Gypsum Partition Systems, Why use gypsum partition systems

Gypsum partition systems speaks to why use gypsum partition systems and what are gypsum partition systems and gypsum shaft wall systems.

Gypsum Board Partition Systems

Gypsum board partition assemblies have been designed and tested with fire resistance ratings of up to four hours and sound transmission performance of up to at least STC 69. Provisions are made to prevent the gypsum panels from being subjected to structural loadings caused by movements in the load bearing frame of the building.

These deflections may be caused by structural deflections, concrete creep, moisture expansion and temperature expansion and contraction. Note also that sealant is used to eliminate sound transmission around the edges of the partition.

The basic partition systems in use today are representative of a large number of gypsum board partition systems in a range of fire ratings and sound transmission classes.

A one hour partition, STC 40, using Type X gypsum board over light gauge steel studs.

A second one hour partition on wood studs achieves an STC of 60 to 64 through heavy laminations of gypsum board, a sound attenuation blanket and resilient channel mounting for one face of the partition.
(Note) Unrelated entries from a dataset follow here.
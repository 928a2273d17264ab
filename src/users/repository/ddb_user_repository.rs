use std::cmp;
use std::collections::HashMap;

use async_trait::async_trait;
use aws_sdk_dynamodb::Client;
use aws_sdk_dynamodb::types::AttributeValue;
use chrono::Utc;

use crate::core::exchange::{ExchangeError, ExchangeResult, PaginatedResult, UserRole};
use crate::core::repository::Repository;
use crate::users::domain::model::UserEntity;
use crate::users::repository::UserRepository;
use crate::utils::ddb::{add_filter_expr, from_ddb, parse_date_attribute, parse_item, parse_string_attribute, string_date, to_ddb_page};

#[derive(Debug)]
pub(crate) struct DDBUserRepository {
    client: Client,
    table_name: String,
    index_name: String,
}

impl DDBUserRepository {
    pub(crate) fn new(client: Client, table_name: &str, index_name: &str) -> Self {
        Self {
            client,
            table_name: table_name.to_string(),
            index_name: index_name.to_string(),
        }
    }
}

#[async_trait]
impl Repository<UserEntity> for DDBUserRepository {
    async fn create(&self, entity: &UserEntity) -> ExchangeResult<usize> {
        let table_name: &str = self.table_name.as_ref();
        let val = serde_json::to_value(entity)?;
        self.client
            .put_item()
            .table_name(table_name)
            .condition_expression("attribute_not_exists(user_id)")
            .set_item(Some(parse_item(val)?))
            .send()
            .await.map(|_| 1).map_err(ExchangeError::from)
    }

    async fn update(&self, entity: &UserEntity) -> ExchangeResult<usize> {
        let now = Utc::now().naive_utc();
        let table_name: &str = self.table_name.as_ref();

        // "role" is a DynamoDB reserved word, hence the placeholder
        self.client
            .update_item()
            .table_name(table_name)
            .key("user_id", AttributeValue::S(entity.user_id.clone()))
            .update_expression("SET #name = :name, mobile = :mobile, email = :email, password = :password, #role = :role, updated_at = :updated_at")
            .expression_attribute_names("#name", "name")
            .expression_attribute_names("#role", "role")
            .expression_attribute_values(":name", AttributeValue::S(entity.name.to_string()))
            .expression_attribute_values(":mobile", AttributeValue::S(entity.mobile.to_string()))
            .expression_attribute_values(":email", AttributeValue::S(entity.email.to_string()))
            .expression_attribute_values(":password", AttributeValue::S(entity.password.to_string()))
            .expression_attribute_values(":role", AttributeValue::S(entity.role.to_string()))
            .expression_attribute_values(":updated_at", string_date(now))
            .condition_expression("attribute_exists(user_id)")
            .send()
            .await.map(|_| 1).map_err(ExchangeError::from)
    }

    async fn get(&self, id: &str) -> ExchangeResult<UserEntity> {
        let table_name: &str = self.table_name.as_ref();
        self.client
            .query()
            .table_name(table_name)
            .limit(2)
            .consistent_read(true)
            .key_condition_expression(
                "user_id = :user_id",
            )
            .expression_attribute_values(
                ":user_id",
                AttributeValue::S(id.to_string()),
            )
            .send()
            .await.map_err(ExchangeError::from).and_then(|req| {
            if let Some(items) = req.items {
                if items.len() > 1 {
                    return Err(ExchangeError::database(format!("too many users for {}", id).as_str(), None, false));
                } else if !items.is_empty() {
                    if let Some(map) = items.first() {
                        return Ok(map_to_user(map));
                    }
                }
                Err(ExchangeError::not_found(format!("user not found for {}", id).as_str()))
            } else {
                Err(ExchangeError::not_found(format!("user not found for {}", id).as_str()))
            }
        })
    }

    async fn delete(&self, id: &str) -> ExchangeResult<usize> {
        let table_name: &str = self.table_name.as_ref();
        self.client.delete_item()
            .table_name(table_name)
            .key("user_id", AttributeValue::S(id.to_string()))
            .send()
            .await.map(|_| 1).map_err(ExchangeError::from)
    }

    // Note you cannot use certain reserved words per https://docs.aws.amazon.com/amazondynamodb/latest/developerguide/ReservedWords.html
    async fn query(&self, predicate: &HashMap<String, String>,
                   page: Option<&str>, page_size: usize) -> ExchangeResult<PaginatedResult<UserEntity>> {
        let table_name: &str = self.table_name.as_ref();
        let index_name: &str = self.index_name.as_ref();
        let exclusive_start_key = to_ddb_page(page, predicate);
        let mut request = self.client
            .query()
            .table_name(table_name)
            .index_name(index_name)
            .limit(cmp::min(page_size, 500) as i32)
            .consistent_read(false)
            .set_exclusive_start_key(exclusive_start_key)
            .expression_attribute_values(":email", AttributeValue::S(
                predicate.get("email").unwrap_or(&String::new()).to_string()
            ));
        // handle GSI keys first
        let mut key_cond = String::new();
        key_cond.push_str("email = :email");

        if let Some(role) = predicate.get("role") {
            key_cond.push_str(" AND #role = :role");
            request = request.expression_attribute_names("#role", "role");
            request = request.expression_attribute_values(":role", AttributeValue::S(role.to_string()));
        }
        request = request.key_condition_expression(key_cond);
        let mut filter_expr = String::new();
        // then handle other filters
        for (k, v) in predicate {
            if k != "email" && k != "role" {
                let ks = add_filter_expr(k.as_str(), &mut filter_expr);
                request = request.expression_attribute_values(format!(":{}", ks).as_str(), AttributeValue::S(v.to_string()));
            }
        }
        if !filter_expr.is_empty() {
            request = request.filter_expression(filter_expr);
        }
        request
            .send()
            .await.map_err(ExchangeError::from).map(|req| {
            let records = req.items.as_ref().unwrap_or(&vec![]).iter()
                .map(map_to_user).collect();
            from_ddb(page, page_size, req.last_evaluated_key(), records)
        })
    }
}

#[async_trait]
impl UserRepository for DDBUserRepository {
    async fn find_by_email(&self, email: &str) -> ExchangeResult<Vec<UserEntity>> {
        let predicate = HashMap::from([
            ("email".to_string(), email.to_string()),
        ]);
        let res = self.query(&predicate, None, 50).await?;
        Ok(res.records)
    }
}

fn map_to_user(map: &HashMap<String, AttributeValue>) -> UserEntity {
    UserEntity {
        user_id: parse_string_attribute("user_id", map).unwrap_or(String::from("")),
        name: parse_string_attribute("name", map).unwrap_or(String::from("")),
        mobile: parse_string_attribute("mobile", map).unwrap_or(String::from("")),
        email: parse_string_attribute("email", map).unwrap_or(String::from("")),
        password: parse_string_attribute("password", map).unwrap_or(String::from("")),
        role: UserRole::from(parse_string_attribute("role", map).unwrap_or(String::from(""))),
        created_at: parse_date_attribute("created_at", map).unwrap_or(Utc::now().naive_utc()),
        updated_at: parse_date_attribute("updated_at", map).unwrap_or(Utc::now().naive_utc()),
    }
}

#[cfg(test)]
mod tests {
    use std::collections::HashMap;
    use crate::core::exchange::UserRole;
    use crate::users::domain::model::UserEntity;
    use crate::users::repository::ddb_user_repository::map_to_user;
    use crate::utils::ddb::parse_item;

    #[tokio::test]
    async fn test_should_map_item_to_user() {
        let user = UserEntity::new("alice", "206-555-0100", "alice@org.cc", "secret", UserRole::Owner);
        let val = serde_json::to_value(&user).expect("should serialize user");
        let item = parse_item(val).expect("should parse item");
        let mapped = map_to_user(&item);
        assert_eq!(user, mapped);
    }

    #[tokio::test]
    async fn test_should_default_missing_attributes() {
        let mapped = map_to_user(&HashMap::new());
        assert_eq!("", mapped.user_id.as_str());
        assert_eq!(UserRole::Seeker, mapped.role);
    }
}
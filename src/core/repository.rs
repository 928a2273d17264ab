use async_trait::async_trait;
use core::option::Option;
use std::collections::HashMap;
use serde::{Deserialize, Serialize};
use crate::core::exchange::{ExchangeResult, PaginatedResult};
use crate::gateway::ImageStoreVia;

#[async_trait]
pub trait Repository<Entity>: Sync + Send {
    // create an entity
    async fn create(&self, entity: &Entity) -> ExchangeResult<usize>;

    // updates an entity
    async fn update(&self, entity: &Entity) -> ExchangeResult<usize>;

    // get an entity
    async fn get(&self, id: &str) -> ExchangeResult<Entity>;

    // delete an entity
    async fn delete(&self, id: &str) -> ExchangeResult<usize>;

    // find by exact-match predicate
    async fn query(&self, predicate: &HashMap::<String, String>,
                   page: Option<&str>, page_size: usize) -> ExchangeResult<PaginatedResult<Entity>>;
}

#[derive(Debug, PartialEq, Serialize, Deserialize, Clone, Copy)]
pub(crate) enum RepositoryStore {
    DynamoDB,
    LocalDynamoDB,
    InMemory,
}

impl RepositoryStore {
    pub fn image_store_via(&self) -> ImageStoreVia {
        match self {
            RepositoryStore::DynamoDB => { ImageStoreVia::Remote },
            RepositoryStore::LocalDynamoDB => { ImageStoreVia::InMemory },
            RepositoryStore::InMemory => { ImageStoreVia::InMemory },
        }
    }
}

#[cfg(test)]
mod tests {
    use crate::core::repository::RepositoryStore;
    use crate::gateway::ImageStoreVia;

    #[tokio::test]
    async fn test_should_pick_image_store_for_repository_store() {
        assert_eq!(ImageStoreVia::Remote, RepositoryStore::DynamoDB.image_store_via());
        assert_eq!(ImageStoreVia::InMemory, RepositoryStore::LocalDynamoDB.image_store_via());
        assert_eq!(ImageStoreVia::InMemory, RepositoryStore::InMemory.image_store_via());
    }
}
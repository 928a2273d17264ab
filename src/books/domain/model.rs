use chrono::{NaiveDateTime, Utc};
use serde::{Deserialize, Serialize};
use uuid::Uuid;
use crate::books::domain::Book;
use crate::core::domain::Identifiable;
use crate::core::exchange::BookStatus;
use crate::utils::date::serializer;

// BookEntity abstracts a physical book offered on the exchange. The image url
// and the image id share one lifecycle: both present after an upload, both
// absent otherwise.
#[derive(Debug, PartialEq, Clone, Serialize, Deserialize)]
pub(crate) struct BookEntity {
    pub book_id: String,
    pub title: String,
    pub author: String,
    pub genre: Option<String>,
    pub location: String,
    pub contact: String,
    pub image_url: Option<String>,
    // opaque handle required to delete the remote image later
    pub image_id: Option<String>,
    pub status: BookStatus,
    pub owner_id: String,
    #[serde(with = "serializer")]
    pub created_at: NaiveDateTime,
    #[serde(with = "serializer")]
    pub updated_at: NaiveDateTime,
}

impl BookEntity {
    pub fn new(title: &str, author: &str, location: &str, contact: &str, owner_id: &str) -> Self {
        Self {
            book_id: Uuid::new_v4().to_string(),
            title: title.to_string(),
            author: author.to_string(),
            genre: None,
            location: location.to_string(),
            contact: contact.to_string(),
            image_url: None,
            image_id: None,
            status: BookStatus::Available,
            owner_id: owner_id.to_string(),
            created_at: Utc::now().naive_utc(),
            updated_at: Utc::now().naive_utc(),
        }
    }
}

impl Identifiable for BookEntity {
    fn id(&self) -> String {
        self.book_id.to_string()
    }
}

impl Book for BookEntity {
    fn status(&self) -> BookStatus {
        self.status
    }

    fn owned_by(&self, user_id: &str) -> bool {
        self.owner_id == user_id
    }
}

#[cfg(test)]
mod tests {
    use crate::books::domain::Book;
    use crate::books::domain::model::BookEntity;
    use crate::core::exchange::BookStatus;

    #[tokio::test]
    async fn test_should_build_book() {
        let book = BookEntity::new("Dune", "Frank Herbert", "Seattle", "555-0100", "u1");
        assert_eq!("Dune", book.title.as_str());
        assert_eq!(BookStatus::Available, book.status());
        assert_eq!(None, book.genre);
        assert_eq!(None, book.image_url);
        assert_eq!(None, book.image_id);
    }

    #[tokio::test]
    async fn test_should_match_owner_exactly() {
        let book = BookEntity::new("Dune", "Frank Herbert", "Seattle", "555-0100", "u1");
        assert!(book.owned_by("u1"));
        assert!(!book.owned_by("u2"));
        assert!(!book.owned_by("u1 "));
        assert!(!book.owned_by("U1"));
        assert!(!book.owned_by(""));
    }
}
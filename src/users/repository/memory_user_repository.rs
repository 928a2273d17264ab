use std::collections::HashMap;
use std::sync::Arc;

use async_trait::async_trait;
use lazy_static::lazy_static;
use tokio::sync::RwLock;

use crate::core::exchange::{ExchangeError, ExchangeResult, PaginatedResult};
use crate::core::repository::Repository;
use crate::users::domain::model::UserEntity;
use crate::users::repository::UserRepository;

lazy_static! {
    static ref SHARED: MemoryUserRepository = MemoryUserRepository::new();
}

// MemoryUserRepository keeps accounts in a process-local table; it backs dev
// mode and the test suite, where no DynamoDB endpoint is reachable.
#[derive(Debug, Clone, Default)]
pub(crate) struct MemoryUserRepository {
    rows: Arc<RwLock<HashMap<String, UserEntity>>>,
}

impl MemoryUserRepository {
    pub(crate) fn new() -> Self {
        Self::default()
    }

    // the process-wide table, shared by every service built from the factory
    pub(crate) fn shared() -> Self {
        SHARED.clone()
    }
}

fn matches_predicate(user: &UserEntity, predicate: &HashMap<String, String>) -> bool {
    predicate.iter().all(|(k, v)| match k.as_str() {
        "user_id" => user.user_id == *v,
        "email" => user.email == *v,
        "role" => user.role.to_string() == *v,
        "name" => user.name == *v,
        _ => false,
    })
}

#[async_trait]
impl Repository<UserEntity> for MemoryUserRepository {
    async fn create(&self, entity: &UserEntity) -> ExchangeResult<usize> {
        let mut rows = self.rows.write().await;
        if rows.contains_key(entity.user_id.as_str()) {
            return Err(ExchangeError::duplicate_key(format!("user already exists for {}", entity.user_id).as_str()));
        }
        rows.insert(entity.user_id.to_string(), entity.clone());
        Ok(1)
    }

    async fn update(&self, entity: &UserEntity) -> ExchangeResult<usize> {
        let mut rows = self.rows.write().await;
        if !rows.contains_key(entity.user_id.as_str()) {
            return Err(ExchangeError::not_found(format!("user not found for {}", entity.user_id).as_str()));
        }
        rows.insert(entity.user_id.to_string(), entity.clone());
        Ok(1)
    }

    async fn get(&self, id: &str) -> ExchangeResult<UserEntity> {
        let rows = self.rows.read().await;
        rows.get(id).cloned()
            .ok_or_else(|| ExchangeError::not_found(format!("user not found for {}", id).as_str()))
    }

    async fn delete(&self, id: &str) -> ExchangeResult<usize> {
        let mut rows = self.rows.write().await;
        match rows.remove(id) {
            Some(_) => Ok(1),
            None => Err(ExchangeError::not_found(format!("user not found for {}", id).as_str())),
        }
    }

    async fn query(&self, predicate: &HashMap<String, String>,
                   page: Option<&str>, page_size: usize) -> ExchangeResult<PaginatedResult<UserEntity>> {
        let rows = self.rows.read().await;
        let records = rows.values()
            .filter(|user| matches_predicate(user, predicate))
            .take(page_size)
            .cloned()
            .collect();
        Ok(PaginatedResult::new(page, page_size, None, records))
    }
}

#[async_trait]
impl UserRepository for MemoryUserRepository {
    async fn find_by_email(&self, email: &str) -> ExchangeResult<Vec<UserEntity>> {
        let predicate = HashMap::from([
            ("email".to_string(), email.to_string()),
        ]);
        let res = self.query(&predicate, None, 50).await?;
        Ok(res.records)
    }
}

#[cfg(test)]
mod tests {
    use crate::core::exchange::{ExchangeError, UserRole};
    use crate::core::repository::Repository;
    use crate::users::domain::model::UserEntity;
    use crate::users::repository::memory_user_repository::MemoryUserRepository;
    use crate::users::repository::UserRepository;

    #[tokio::test]
    async fn test_should_create_get_users() {
        let users_repo = MemoryUserRepository::new();
        let user = UserEntity::new("alice", "206-555-0100", "alice@org.cc", "secret", UserRole::Owner);
        let size = users_repo.create(&user).await.expect("should create user");
        assert_eq!(1, size);

        let loaded = users_repo.get(user.user_id.as_str()).await.expect("should return user");
        assert_eq!(user.user_id, loaded.user_id);
    }

    #[tokio::test]
    async fn test_should_reject_duplicate_user_id() {
        let users_repo = MemoryUserRepository::new();
        let user = UserEntity::new("alice", "206-555-0100", "alice@org.cc", "secret", UserRole::Owner);
        let _ = users_repo.create(&user).await.expect("should create user");
        let res = users_repo.create(&user).await;
        assert!(matches!(res, Err(ExchangeError::DuplicateKey { message: _ })));
    }

    #[tokio::test]
    async fn test_should_find_by_email() {
        let users_repo = MemoryUserRepository::new();
        let user = UserEntity::new("alice", "206-555-0100", "alice@org.cc", "secret", UserRole::Owner);
        let other = UserEntity::new("bob", "206-555-0101", "bob@org.cc", "secret", UserRole::Seeker);
        let _ = users_repo.create(&user).await.expect("should create user");
        let _ = users_repo.create(&other).await.expect("should create user");

        let res = users_repo.find_by_email("alice@org.cc").await.expect("should return users");
        assert_eq!(1, res.len());
        let res = users_repo.find_by_email("carol@org.cc").await.expect("should return users");
        assert_eq!(0, res.len());
    }

    #[tokio::test]
    async fn test_should_delete_users() {
        let users_repo = MemoryUserRepository::new();
        let user = UserEntity::new("alice", "206-555-0100", "alice@org.cc", "secret", UserRole::Owner);
        let _ = users_repo.create(&user).await.expect("should create user");

        let deleted = users_repo.delete(user.user_id.as_str()).await.expect("should delete user");
        assert_eq!(1, deleted);

        let loaded = users_repo.get(user.user_id.as_str()).await;
        assert!(loaded.is_err());
    }

    #[tokio::test]
    async fn test_should_share_rows_between_clones() {
        let users_repo = MemoryUserRepository::new();
        let user = UserEntity::new("alice", "206-555-0100", "alice@org.cc", "secret", UserRole::Owner);
        let _ = users_repo.create(&user).await.expect("should create user");

        let view = users_repo.clone();
        let loaded = view.get(user.user_id.as_str()).await.expect("should return user");
        assert_eq!(user.email, loaded.email);
    }
}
A third two hour partition with an STC of 48.

A four hour partition, STC 58.

Demountable Partition Systems

Demountable partition systems of gypsum board have also been developed, using concealed mechanical fasteners that can be disassembled and reassembled easily without damage to the panels. These systems are used in buildings whose partitions must be rearranged at frequent intervals.

Gypsum Shaft Wall Systems

Walls around elevator shafts, stairways and mechanical chases can be made of any masonry, lath and plaster, or gypsum panel assembly that meets fire resistance and structural requirements.

Gypsum wall systems offer several advantages over the alternatives which are they are lighter in weight, they are installed dry, and they are built entirely from the floor outside the shaft, with no need to erect scaffolding inside.

Depending on the requirements for fire resistance rating, air pressure resistance, STC and floor to ceiling height, any of several designs may be used.

There are three common gypsum wall systems in use, all framed with steel C-H studs. The H portion of the stud holds a one inch (25 mm) shaft wall coreboard panel, while the C portion accepts the screws used to attach finish layers of gypsum board. The three are, a hour system, a two hour system, STC 47 and a three hour system.